My proposal is that one approach that will work is through using genetic algorithms to design the mind using an artificial world with a fitness test being the design of a human mind. There may be better designs but humans are the least alien design that we can relate to, though this is assuming we wish to interact with these minds as equals and I do not see why this cannot be so (religious and other cultural prejudices aside). The word design is used in the sense of the blindly evolved structure that we have to date. It is a design but evolution is the designer.

Thus if we used an artificial world which ran at many times real-time we could play-forward an evolutionary tree of life until we found a concious mind within a round of investor funding (or other such short lived period ;) . Ideally as our technology got better there would be a convergence of design of a concious mind with the low-cost technology at or even before the predicted dates. We can almost guarantee that the hardware will deliver as to date there has not been any lapse in the growth of storage or in CPU but software certainly runs at human development speeds and the future is less clear for that.

The problems are that,

- we do not know enough about the human mind to allow it to fully be useful as a template to select an AI mind,

- I'm uncertain of the timeframes needed. If we expect reasonable results in 5-10 years then this needs a near billion:1 i.e. 1 second wall time needs to simulate a billion seconds AI world time if we assume a 5 billion year evolutionary cycle. If we assume we have a mechanism for replication we can short-circuit the design to the last few hundred million years. That on the face of it looks do-able on clusters but it feels hard as many have found as you increase the resolution of what you are simulating is increased. Maybe that we simulate at a constant rate and low resolution of interactions and then as CPU grows over the next 5 years we increase the resolution as the cluster grows in size.

- Are we ready for what we create ? I'm confident we could easily extend existing human rights legislation to cover AI minds and that this could also be useful as a stalking horse in regimes that currently deny human rights but lets face facts: even the UK only completed human rights legislation in 1998/2000 whilst the US was actively segregating humans based on color less than 40 years ago, and those are post-Enlightenment 1st world nations. Many religions would also have problems with extending rights to AI minds and would actively destroy or deny rights to AI minds as they deny rights to humans.
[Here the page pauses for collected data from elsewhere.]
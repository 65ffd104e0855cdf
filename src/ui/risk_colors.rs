use eframe::egui::Color32;

/// Risk bands derived from a snapshot's recession probability, used to
/// color the probability readouts.
#[derive(Debug, Clone, Copy, PartialEq, Eq)]
pub enum RiskLevel {
    Low,
    Guarded,
    Elevated,
    High,
}

impl RiskLevel {
    pub fn from_probability(probability_pct: f64) -> Self {
        if probability_pct >= 50.0 {
            Self::High
        } else if probability_pct >= 25.0 {
            Self::Elevated
        } else if probability_pct >= 10.0 {
            Self::Guarded
        } else {
            Self::Low
        }
    }
}

impl std::fmt::Display for RiskLevel {
    fn fmt(&self, f: &mut std::fmt::Formatter<'_>) -> std::fmt::Result {
        match self {
            Self::Low => write!(f, "Low"),
            Self::Guarded => write!(f, "Guarded"),
            Self::Elevated => write!(f, "Elevated"),
            Self::High => write!(f, "High"),
        }
    }
}

impl From<&RiskLevel> for Color32 {
    fn from(value: &RiskLevel) -> Color32 {
        match value {
            RiskLevel::Low => Color32::GREEN,
            RiskLevel::Guarded => Color32::LIGHT_YELLOW,
            RiskLevel::Elevated => Color32::GOLD,
            RiskLevel::High => Color32::RED,
        }
    }
}

#[cfg(test)]
mod tests {
    use super::*;

    #[test]
    fn bands_cover_the_probability_range() {
        assert_eq!(RiskLevel::from_probability(0.0), RiskLevel::Low);
        assert_eq!(RiskLevel::from_probability(9.9), RiskLevel::Low);
        assert_eq!(RiskLevel::from_probability(10.0), RiskLevel::Guarded);
        assert_eq!(RiskLevel::from_probability(25.0), RiskLevel::Elevated);
        assert_eq!(RiskLevel::from_probability(50.0), RiskLevel::High);
        assert_eq!(RiskLevel::from_probability(100.0), RiskLevel::High);
    }
}
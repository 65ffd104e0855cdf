#[derive(Debug)]
pub enum ConfigError {
    FailedToParse(serde_yaml::Error),
    BadIO(std::io::Error),
}

impl From<serde_yaml::Error> for ConfigError {
    fn from(value: serde_yaml::Error) -> Self {
        ConfigError::FailedToParse(value)
    }
}

impl From<std::io::Error> for ConfigError {
    fn from(value: std::io::Error) -> Self {
        ConfigError::BadIO(value)
    }
}

impl std::fmt::Display for ConfigError {
    fn fmt(&self, f: &mut std::fmt::Formatter<'_>) -> std::fmt::Result {
        match self {
            Self::BadIO(e) => write!(f, "Deck config failed IO: {e}"),
            Self::FailedToParse(e) => write!(f, "Deck config failed to parse: {e}"),
        }
    }
}

impl std::error::Error for ConfigError {}
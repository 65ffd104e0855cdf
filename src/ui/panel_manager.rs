use crate::data::page::PageId;
use std::collections::BTreeMap;

/// The three visibility markers carried by every managed element:
/// hidden/visible, fade/fade-in, and active/inactive.
#[derive(Debug, Clone, Copy, PartialEq, Eq)]
pub struct PanelMarkers {
    pub hidden: bool,
    pub fade: bool,
    pub fade_in: bool,
    pub active: bool,
}

impl Default for PanelMarkers {
    fn default() -> Self {
        PanelMarkers {
            hidden: true,
            fade: true,
            fade_in: false,
            active: false,
        }
    }
}

/// Keeps at most one content panel visible at a time, plus the header-info
/// widget group whenever the Summary page is requested. The manager carries
/// no notion of a current page beyond the markers themselves; rendering code
/// reads the markers back each frame.
#[derive(Debug)]
pub struct PanelManager {
    panels: BTreeMap<PageId, PanelMarkers>,
    header_info: Vec<PanelMarkers>,
}

impl PanelManager {
    /// Create a manager for the given set of registered panels and a fixed
    /// number of header-info widgets. Everything starts hidden.
    pub fn new(pages: &[PageId], header_widgets: usize) -> Self {
        let mut panels = BTreeMap::new();
        for page in pages {
            panels.insert(*page, PanelMarkers::default());
        }
        PanelManager {
            panels,
            header_info: vec![PanelMarkers::default(); header_widgets],
        }
    }

    /// Activate the panel named by an arbitrary identifier string. Unknown
    /// identifiers, and known identifiers with no registered panel, leave
    /// every panel hidden rather than preserving the previous one.
    pub fn activate(&mut self, identifier: &str) {
        tracing::debug!("Panel activation requested for {identifier}");
        self.hide_all();
        match PageId::try_from(identifier) {
            Ok(page) => self.reveal(page),
            Err(_) => (),
        }
    }

    /// Typed twin of activate(), used by the navigation buttons.
    pub fn activate_page(&mut self, page: PageId) {
        self.hide_all();
        self.reveal(page);
    }

    fn hide_all(&mut self) {
        for markers in self.panels.values_mut() {
            markers.fade = true;
            markers.hidden = true;
            markers.active = false;
        }
        for markers in self.header_info.iter_mut() {
            markers.hidden = true;
        }
    }

    fn reveal(&mut self, page: PageId) {
        if page == PageId::Summary {
            for markers in self.header_info.iter_mut() {
                markers.hidden = false;
            }
        }
        if let Some(markers) = self.panels.get_mut(&page) {
            markers.hidden = false;
            markers.fade = false;
            markers.fade_in = true;
            markers.active = true;
        }
    }

    /// The page whose panel currently carries the active marker, if any.
    pub fn active_page(&self) -> Option<PageId> {
        self.panels
            .iter()
            .find(|(_, markers)| markers.active)
            .map(|(page, _)| *page)
    }

    pub fn is_active(&self, page: PageId) -> bool {
        self.markers(page).is_some_and(|markers| markers.active)
    }

    /// Whether the header-info widget group is currently shown.
    pub fn header_visible(&self) -> bool {
        !self.header_info.is_empty() && self.header_info.iter().all(|markers| !markers.hidden)
    }

    pub fn markers(&self, page: PageId) -> Option<&PanelMarkers> {
        self.panels.get(&page)
    }
}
Overall I feel that it would be a short sharp shock to humanity and a welcome change. I am of the opinion that robots need not be necessarily mindless if we do not want slaves any more than we would consider humans to be mindless unless we wanted slaves. There are graduations of intelligence and existing Animal Rights laws (using the model of the New Zealand Animal Welfare Act 1999), plus the proposed suggestions on the Great Apes Project plus the 1948 UN Universal Declaration of Human Rights can be applied to a wide variety of machine intelligences from cat/dog scale pet-like autonomous machines through to thinking machines.

Or naturalism is wrong and we need a supernatural soul. Without evidence of such a soul it looks unlikely that the supernatural is relevant to this engineering problem.